*** Opening TASK INPUT ***

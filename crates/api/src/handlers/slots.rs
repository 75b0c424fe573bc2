use axum::{
    extract::{Path, State},
    http::StatusCode,
    Json,
};
use std::sync::Arc;
use uuid::Uuid;

use careslot_core::{
    errors::BookingError,
    models::api::{CreatedResponse, StatusResponse},
    models::time_slot::{CreateTimeSlotRequest, SlotResponse, UpdateTimeSlotRequest},
    scheduling,
};

use crate::{middleware::error_handling::AppError, ApiState};

#[axum::debug_handler]
pub async fn list_slots(
    State(state): State<Arc<ApiState>>,
) -> Result<Json<Vec<SlotResponse>>, AppError> {
    let slots = careslot_db::repositories::time_slot::list_slots(&state.db_pool).await?;

    Ok(Json(slots.into_iter().map(SlotResponse::from).collect()))
}

#[axum::debug_handler]
pub async fn get_slot(
    State(state): State<Arc<ApiState>>,
    Path(slot_id): Path<Uuid>,
) -> Result<Json<SlotResponse>, AppError> {
    let slot =
        careslot_db::repositories::time_slot::get_slot_detail_by_id(&state.db_pool, slot_id)
            .await?
            .ok_or_else(|| {
                BookingError::NotFound(format!("Slot with ID {} not found", slot_id))
            })?;

    Ok(Json(slot.into()))
}

#[axum::debug_handler]
pub async fn create_slot(
    State(state): State<Arc<ApiState>>,
    Json(payload): Json<CreateTimeSlotRequest>,
) -> Result<(StatusCode, Json<CreatedResponse>), AppError> {
    scheduling::validate_slot_times(payload.start_time, payload.end_time)?;

    careslot_db::repositories::provider::get_provider_by_id(&state.db_pool, payload.provider_id)
        .await?
        .ok_or_else(|| {
            BookingError::NotFound(format!(
                "Provider with ID {} not found",
                payload.provider_id
            ))
        })?;

    let slot = careslot_db::repositories::time_slot::create_time_slot(
        &state.db_pool,
        payload.provider_id,
        payload.start_time,
        payload.end_time,
    )
    .await?;

    Ok((StatusCode::CREATED, Json(CreatedResponse::new(slot.id))))
}

#[axum::debug_handler]
pub async fn update_slot(
    State(state): State<Arc<ApiState>>,
    Path(slot_id): Path<Uuid>,
    Json(payload): Json<UpdateTimeSlotRequest>,
) -> Result<Json<StatusResponse>, AppError> {
    let slot =
        careslot_db::repositories::time_slot::get_time_slot_by_id(&state.db_pool, slot_id)
            .await?
            .ok_or_else(|| {
                BookingError::NotFound(format!("Slot with ID {} not found", slot_id))
            })?;

    // Validate the range the update would leave behind.
    let start_time = payload.start_time.unwrap_or(slot.start_time);
    let end_time = payload.end_time.unwrap_or(slot.end_time);
    scheduling::validate_slot_times(start_time, end_time)?;

    careslot_db::repositories::time_slot::update_time_slot(
        &state.db_pool,
        slot_id,
        payload.start_time,
        payload.end_time,
        payload.is_booked,
    )
    .await?;

    Ok(Json(StatusResponse::new("updated")))
}

#[axum::debug_handler]
pub async fn delete_slot(
    State(state): State<Arc<ApiState>>,
    Path(slot_id): Path<Uuid>,
) -> Result<Json<StatusResponse>, AppError> {
    careslot_db::repositories::time_slot::get_time_slot_by_id(&state.db_pool, slot_id)
        .await?
        .ok_or_else(|| BookingError::NotFound(format!("Slot with ID {} not found", slot_id)))?;

    careslot_db::repositories::time_slot::delete_time_slot(&state.db_pool, slot_id).await?;

    Ok(Json(StatusResponse::new("deleted")))
}
use color_eyre::eyre::Result;
use dotenv::dotenv;

use careslot_api::config::ApiConfig;
use careslot_db::{create_pool, schema::initialize_database};

#[tokio::main]
async fn main() -> Result<()> {
    // Initialize error handling
    color_eyre::install()?;

    // Load environment variables
    dotenv().ok();

    // Load configuration
    let config = ApiConfig::from_env()?;

    // Create database connection pool
    let db_pool = create_pool(&config.database_url).await?;

    // Initialize database schema
    initialize_database(&db_pool).await?;

    // Start API server
    careslot_api::start_server(config, db_pool).await?;

    Ok(())
}
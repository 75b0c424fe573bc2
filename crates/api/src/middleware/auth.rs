//! # Authentication Module
//!
//! Password hashing/verification for user accounts (Argon2) and the bearer
//! token layer: login issues a signed JWT, and the [`AuthUser`] extractor
//! validates it on protected routes.

use argon2::{
    password_hash::{rand_core::OsRng, SaltString},
    Argon2, PasswordHasher, PasswordVerifier,
};
use axum::{async_trait, extract::FromRequestParts, http::request::Parts};
use chrono::{Duration, Utc};
use eyre::Result;
use jsonwebtoken::{decode, encode, DecodingKey, EncodingKey, Header, Validation};
use serde::{Deserialize, Serialize};
use std::sync::Arc;
use uuid::Uuid;

use careslot_core::errors::{BookingError, BookingResult};
use careslot_core::models::account::{Account, AccountRole};

use crate::{middleware::error_handling::AppError, ApiState};

/// Hashes a password using the Argon2 algorithm.
///
/// A random salt is generated per password; the result is a PHC string that
/// embeds algorithm, parameters, salt and hash.
pub fn hash_password(password: &str) -> Result<String> {
    // Generate a fresh, random salt
    let salt = SaltString::generate(&mut OsRng);

    let argon2 = Argon2::default();

    let password_hash = argon2
        .hash_password(password.as_bytes(), &salt)
        .map_err(|e| eyre::eyre!("Error hashing password: {}", e))?
        .to_string();

    Ok(password_hash)
}

/// Verifies a password against a stored PHC hash string.
pub fn verify_password(hash: &str, password: &str) -> Result<bool> {
    let parsed_hash = argon2::PasswordHash::new(hash)
        .map_err(|e| eyre::eyre!("Invalid password hash: {}", e))?;
    let is_valid = Argon2::default()
        .verify_password(password.as_bytes(), &parsed_hash)
        .is_ok();
    Ok(is_valid)
}

/// Claims carried in the bearer token. Enough to authorize every route
/// without a user lookup: handlers that need profile state fetch it.
#[derive(Debug, Clone, Serialize, Deserialize)]
pub struct Claims {
    pub sub: Uuid,
    pub username: String,
    pub role: AccountRole,
    pub iat: i64,
    pub exp: i64,
}

const TOKEN_LIFETIME_HOURS: i64 = 24;

/// Issues a signed token for a freshly authenticated account.
pub fn issue_token(account: &Account, secret: &str) -> BookingResult<String> {
    let now = Utc::now();
    let claims = Claims {
        sub: account.id,
        username: account.username.clone(),
        role: account.role,
        iat: now.timestamp(),
        exp: (now + Duration::hours(TOKEN_LIFETIME_HOURS)).timestamp(),
    };

    encode(
        &Header::default(),
        &claims,
        &EncodingKey::from_secret(secret.as_bytes()),
    )
    .map_err(|e| BookingError::Internal(Box::new(e)))
}

/// Decodes and validates a token, including its expiry.
pub fn decode_token(token: &str, secret: &str) -> BookingResult<Claims> {
    decode::<Claims>(
        token,
        &DecodingKey::from_secret(secret.as_bytes()),
        &Validation::default(),
    )
    .map(|data| data.claims)
    .map_err(|e| BookingError::Authentication(format!("Invalid token: {}", e)))
}

/// Extractor for authenticated routes: reads the `Authorization: Bearer`
/// header and validates the token against the configured secret.
#[derive(Debug, Clone)]
pub struct AuthUser(pub Claims);

#[async_trait]
impl FromRequestParts<Arc<ApiState>> for AuthUser {
    type Rejection = AppError;

    async fn from_request_parts(
        parts: &mut Parts,
        state: &Arc<ApiState>,
    ) -> Result<Self, Self::Rejection> {
        let header = parts
            .headers
            .get(axum::http::header::AUTHORIZATION)
            .ok_or_else(|| {
                AppError(BookingError::Authentication(
                    "Missing authorization header".to_string(),
                ))
            })?;

        let value = header.to_str().map_err(|_| {
            AppError(BookingError::Authentication(
                "Invalid authorization header format".to_string(),
            ))
        })?;

        let token = value.strip_prefix("Bearer ").ok_or_else(|| {
            AppError(BookingError::Authentication(
                "Invalid authorization header format".to_string(),
            ))
        })?;

        let claims = decode_token(token, &state.config.jwt_secret)?;

        Ok(AuthUser(claims))
    }
}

*** Closing TASK INPUT ***

Working from the listing above, pick out every line that has "struct" and copy it.

--- RESULT FOR THIS TASK ---
pub struct Claims {
pub struct AuthUser(pub Claims);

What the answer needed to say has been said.